(Stored items)
────────────────────

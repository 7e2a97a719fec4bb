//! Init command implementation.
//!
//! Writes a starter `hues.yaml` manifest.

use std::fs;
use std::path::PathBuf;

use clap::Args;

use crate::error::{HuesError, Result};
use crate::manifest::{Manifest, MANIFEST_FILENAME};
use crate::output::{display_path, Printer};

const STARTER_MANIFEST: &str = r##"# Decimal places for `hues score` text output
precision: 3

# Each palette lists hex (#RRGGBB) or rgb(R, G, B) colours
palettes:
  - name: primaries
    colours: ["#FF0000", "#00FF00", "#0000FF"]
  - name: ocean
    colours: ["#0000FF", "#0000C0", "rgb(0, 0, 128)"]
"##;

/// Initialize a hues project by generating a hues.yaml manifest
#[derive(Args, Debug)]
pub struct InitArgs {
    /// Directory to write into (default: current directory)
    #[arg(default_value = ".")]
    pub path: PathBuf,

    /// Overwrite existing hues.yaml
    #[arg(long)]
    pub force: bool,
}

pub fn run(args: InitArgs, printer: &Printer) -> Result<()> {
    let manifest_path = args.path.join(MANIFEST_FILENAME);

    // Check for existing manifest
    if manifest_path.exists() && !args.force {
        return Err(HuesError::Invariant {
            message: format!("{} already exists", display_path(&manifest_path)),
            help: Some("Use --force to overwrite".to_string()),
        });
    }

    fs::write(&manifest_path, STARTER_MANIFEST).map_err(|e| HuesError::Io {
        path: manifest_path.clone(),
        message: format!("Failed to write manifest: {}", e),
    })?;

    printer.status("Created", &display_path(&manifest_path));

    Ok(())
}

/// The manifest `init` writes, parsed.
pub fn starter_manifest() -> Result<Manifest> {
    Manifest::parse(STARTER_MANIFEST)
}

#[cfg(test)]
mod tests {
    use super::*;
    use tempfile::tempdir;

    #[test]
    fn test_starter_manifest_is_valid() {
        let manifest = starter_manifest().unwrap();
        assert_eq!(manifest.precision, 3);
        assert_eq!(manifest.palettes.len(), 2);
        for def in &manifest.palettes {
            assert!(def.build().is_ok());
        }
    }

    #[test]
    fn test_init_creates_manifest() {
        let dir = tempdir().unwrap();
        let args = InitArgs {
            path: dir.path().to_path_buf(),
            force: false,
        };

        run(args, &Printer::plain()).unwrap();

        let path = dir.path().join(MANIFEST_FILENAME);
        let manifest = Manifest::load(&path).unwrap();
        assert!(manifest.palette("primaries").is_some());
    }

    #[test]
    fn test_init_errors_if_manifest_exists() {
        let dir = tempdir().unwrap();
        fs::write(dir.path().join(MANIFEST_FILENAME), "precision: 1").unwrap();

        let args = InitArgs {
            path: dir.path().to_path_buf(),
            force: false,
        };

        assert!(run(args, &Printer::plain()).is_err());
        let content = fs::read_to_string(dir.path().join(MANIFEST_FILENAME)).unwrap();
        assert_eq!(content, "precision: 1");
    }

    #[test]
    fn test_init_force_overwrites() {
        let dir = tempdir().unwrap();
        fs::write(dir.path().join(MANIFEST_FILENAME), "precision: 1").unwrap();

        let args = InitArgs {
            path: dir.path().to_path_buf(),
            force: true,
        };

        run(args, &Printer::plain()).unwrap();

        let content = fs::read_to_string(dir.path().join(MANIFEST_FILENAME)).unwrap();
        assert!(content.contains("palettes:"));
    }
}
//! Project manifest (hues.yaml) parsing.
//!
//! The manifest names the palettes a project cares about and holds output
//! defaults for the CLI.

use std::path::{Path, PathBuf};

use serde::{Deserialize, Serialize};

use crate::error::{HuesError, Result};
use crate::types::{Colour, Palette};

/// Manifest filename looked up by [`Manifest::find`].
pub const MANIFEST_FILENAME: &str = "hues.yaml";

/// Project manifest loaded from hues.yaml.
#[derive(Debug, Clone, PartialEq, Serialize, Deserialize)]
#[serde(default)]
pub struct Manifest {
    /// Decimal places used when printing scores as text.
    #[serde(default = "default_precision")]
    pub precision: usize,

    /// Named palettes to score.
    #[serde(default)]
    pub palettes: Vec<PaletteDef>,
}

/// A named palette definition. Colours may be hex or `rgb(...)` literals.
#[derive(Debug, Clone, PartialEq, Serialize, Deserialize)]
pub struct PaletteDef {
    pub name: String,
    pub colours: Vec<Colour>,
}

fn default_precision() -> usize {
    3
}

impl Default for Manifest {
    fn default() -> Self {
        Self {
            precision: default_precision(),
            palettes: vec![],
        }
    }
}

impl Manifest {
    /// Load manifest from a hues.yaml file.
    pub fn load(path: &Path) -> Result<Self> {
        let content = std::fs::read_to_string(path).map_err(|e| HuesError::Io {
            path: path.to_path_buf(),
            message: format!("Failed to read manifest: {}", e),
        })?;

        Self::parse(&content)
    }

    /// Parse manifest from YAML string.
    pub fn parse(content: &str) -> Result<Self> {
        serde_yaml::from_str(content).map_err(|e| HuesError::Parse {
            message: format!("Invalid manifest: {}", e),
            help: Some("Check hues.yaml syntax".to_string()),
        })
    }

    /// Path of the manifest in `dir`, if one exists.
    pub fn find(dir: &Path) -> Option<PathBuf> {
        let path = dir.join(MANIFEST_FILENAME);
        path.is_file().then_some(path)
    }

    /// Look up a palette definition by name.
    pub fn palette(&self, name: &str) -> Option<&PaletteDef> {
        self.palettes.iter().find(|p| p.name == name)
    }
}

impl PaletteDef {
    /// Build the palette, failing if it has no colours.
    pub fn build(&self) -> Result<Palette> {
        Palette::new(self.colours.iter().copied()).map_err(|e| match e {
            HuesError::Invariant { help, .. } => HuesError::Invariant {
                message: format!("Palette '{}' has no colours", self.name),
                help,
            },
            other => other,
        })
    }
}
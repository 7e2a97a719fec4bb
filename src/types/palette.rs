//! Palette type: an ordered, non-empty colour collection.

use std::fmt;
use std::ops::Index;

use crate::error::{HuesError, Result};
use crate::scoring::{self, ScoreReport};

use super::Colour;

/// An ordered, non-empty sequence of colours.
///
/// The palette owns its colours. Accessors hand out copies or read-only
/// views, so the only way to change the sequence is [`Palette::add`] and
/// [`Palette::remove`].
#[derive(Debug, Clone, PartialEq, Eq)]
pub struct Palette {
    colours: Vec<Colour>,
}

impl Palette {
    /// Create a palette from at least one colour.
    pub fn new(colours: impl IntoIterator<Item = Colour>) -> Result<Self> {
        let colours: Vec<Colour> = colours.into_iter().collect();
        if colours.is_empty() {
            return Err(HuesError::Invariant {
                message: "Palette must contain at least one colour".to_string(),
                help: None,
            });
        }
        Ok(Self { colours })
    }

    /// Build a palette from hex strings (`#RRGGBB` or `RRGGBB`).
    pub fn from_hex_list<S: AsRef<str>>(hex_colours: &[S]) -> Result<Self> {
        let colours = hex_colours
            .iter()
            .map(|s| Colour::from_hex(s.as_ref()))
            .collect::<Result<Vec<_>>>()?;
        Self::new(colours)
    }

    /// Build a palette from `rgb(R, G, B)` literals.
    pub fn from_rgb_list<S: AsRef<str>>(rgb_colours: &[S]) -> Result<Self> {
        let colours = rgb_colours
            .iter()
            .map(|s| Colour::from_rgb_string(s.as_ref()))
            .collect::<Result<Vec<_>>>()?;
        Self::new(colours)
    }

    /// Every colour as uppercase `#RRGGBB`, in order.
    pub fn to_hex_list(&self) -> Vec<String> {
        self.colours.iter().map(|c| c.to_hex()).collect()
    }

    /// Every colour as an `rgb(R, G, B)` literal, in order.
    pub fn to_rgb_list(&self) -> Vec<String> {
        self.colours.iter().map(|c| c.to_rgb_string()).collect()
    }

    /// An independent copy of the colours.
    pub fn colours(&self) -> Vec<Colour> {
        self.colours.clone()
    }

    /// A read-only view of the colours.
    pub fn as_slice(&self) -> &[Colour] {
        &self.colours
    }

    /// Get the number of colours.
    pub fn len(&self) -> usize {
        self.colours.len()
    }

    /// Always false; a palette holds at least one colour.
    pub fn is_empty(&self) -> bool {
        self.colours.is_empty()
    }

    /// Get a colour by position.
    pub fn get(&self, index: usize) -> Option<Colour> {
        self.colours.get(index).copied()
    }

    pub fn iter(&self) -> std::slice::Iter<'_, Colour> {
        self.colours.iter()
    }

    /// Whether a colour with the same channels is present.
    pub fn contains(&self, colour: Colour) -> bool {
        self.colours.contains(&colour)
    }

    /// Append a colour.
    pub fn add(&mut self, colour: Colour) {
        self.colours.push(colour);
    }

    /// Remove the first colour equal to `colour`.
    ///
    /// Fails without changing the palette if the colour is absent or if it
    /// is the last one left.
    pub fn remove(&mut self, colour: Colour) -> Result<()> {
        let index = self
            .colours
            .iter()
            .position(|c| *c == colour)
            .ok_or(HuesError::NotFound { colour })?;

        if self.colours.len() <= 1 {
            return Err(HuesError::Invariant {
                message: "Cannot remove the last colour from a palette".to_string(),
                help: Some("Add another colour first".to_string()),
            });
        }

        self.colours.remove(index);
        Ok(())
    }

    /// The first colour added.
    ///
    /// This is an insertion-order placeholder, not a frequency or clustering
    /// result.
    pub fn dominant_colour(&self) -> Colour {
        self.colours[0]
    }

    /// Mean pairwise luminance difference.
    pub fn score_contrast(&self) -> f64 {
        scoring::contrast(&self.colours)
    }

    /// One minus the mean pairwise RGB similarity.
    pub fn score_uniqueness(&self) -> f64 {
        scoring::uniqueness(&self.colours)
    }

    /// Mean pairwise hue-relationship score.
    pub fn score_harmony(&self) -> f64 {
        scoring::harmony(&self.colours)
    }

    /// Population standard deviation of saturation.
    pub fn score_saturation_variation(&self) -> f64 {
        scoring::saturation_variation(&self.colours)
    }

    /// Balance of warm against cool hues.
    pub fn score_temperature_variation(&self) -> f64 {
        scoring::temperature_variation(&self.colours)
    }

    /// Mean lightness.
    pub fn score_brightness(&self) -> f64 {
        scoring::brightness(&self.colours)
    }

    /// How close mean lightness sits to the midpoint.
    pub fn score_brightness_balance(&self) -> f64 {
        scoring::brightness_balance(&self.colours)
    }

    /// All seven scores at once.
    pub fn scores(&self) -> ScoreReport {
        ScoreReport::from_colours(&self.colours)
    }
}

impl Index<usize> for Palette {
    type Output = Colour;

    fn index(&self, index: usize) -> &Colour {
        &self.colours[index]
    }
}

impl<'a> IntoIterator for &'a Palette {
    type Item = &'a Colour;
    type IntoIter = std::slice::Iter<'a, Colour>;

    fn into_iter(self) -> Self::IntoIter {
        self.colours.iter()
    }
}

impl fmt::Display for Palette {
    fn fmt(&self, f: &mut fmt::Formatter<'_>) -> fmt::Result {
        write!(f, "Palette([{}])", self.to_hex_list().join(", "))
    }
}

────────────────────

> _Task statement_:
Extract the first line above and each line after it up to and including the one with "for def in &manifest.palettes", please, exactly and with nothing else.

> _Response to the task_:
repository 7e2a97a719fec4bb
//! Init command implementation.
//!
//! Writes a starter `hues.yaml` manifest.

use std::fs;
use std::path::PathBuf;

use clap::Args;

use crate::error::{HuesError, Result};
use crate::manifest::{Manifest, MANIFEST_FILENAME};
use crate::output::{display_path, Printer};

const STARTER_MANIFEST: &str = r##"# Decimal places for `hues score` text output
precision: 3

# Each palette lists hex (#RRGGBB) or rgb(R, G, B) colours
palettes:
  - name: primaries
    colours: ["#FF0000", "#00FF00", "#0000FF"]
  - name: ocean
    colours: ["#0000FF", "#0000C0", "rgb(0, 0, 128)"]
"##;

/// Initialize a hues project by generating a hues.yaml manifest
#[derive(Args, Debug)]
pub struct InitArgs {
    /// Directory to write into (default: current directory)
    #[arg(default_value = ".")]
    pub path: PathBuf,

    /// Overwrite existing hues.yaml
    #[arg(long)]
    pub force: bool,
}

pub fn run(args: InitArgs, printer: &Printer) -> Result<()> {
    let manifest_path = args.path.join(MANIFEST_FILENAME);

    // Check for existing manifest
    if manifest_path.exists() && !args.force {
        return Err(HuesError::Invariant {
            message: format!("{} already exists", display_path(&manifest_path)),
            help: Some("Use --force to overwrite".to_string()),
        });
    }

    fs::write(&manifest_path, STARTER_MANIFEST).map_err(|e| HuesError::Io {
        path: manifest_path.clone(),
        message: format!("Failed to write manifest: {}", e),
    })?;

    printer.status("Created", &display_path(&manifest_path));

    Ok(())
}

/// The manifest `init` writes, parsed.
pub fn starter_manifest() -> Result<Manifest> {
    Manifest::parse(STARTER_MANIFEST)
}

#[cfg(test)]
mod tests {
    use super::*;
    use tempfile::tempdir;

    #[test]
    fn test_starter_manifest_is_valid() {
        let manifest = starter_manifest().unwrap();
        assert_eq!(manifest.precision, 3);
        assert_eq!(manifest.palettes.len(), 2);
        for def in &manifest.palettes {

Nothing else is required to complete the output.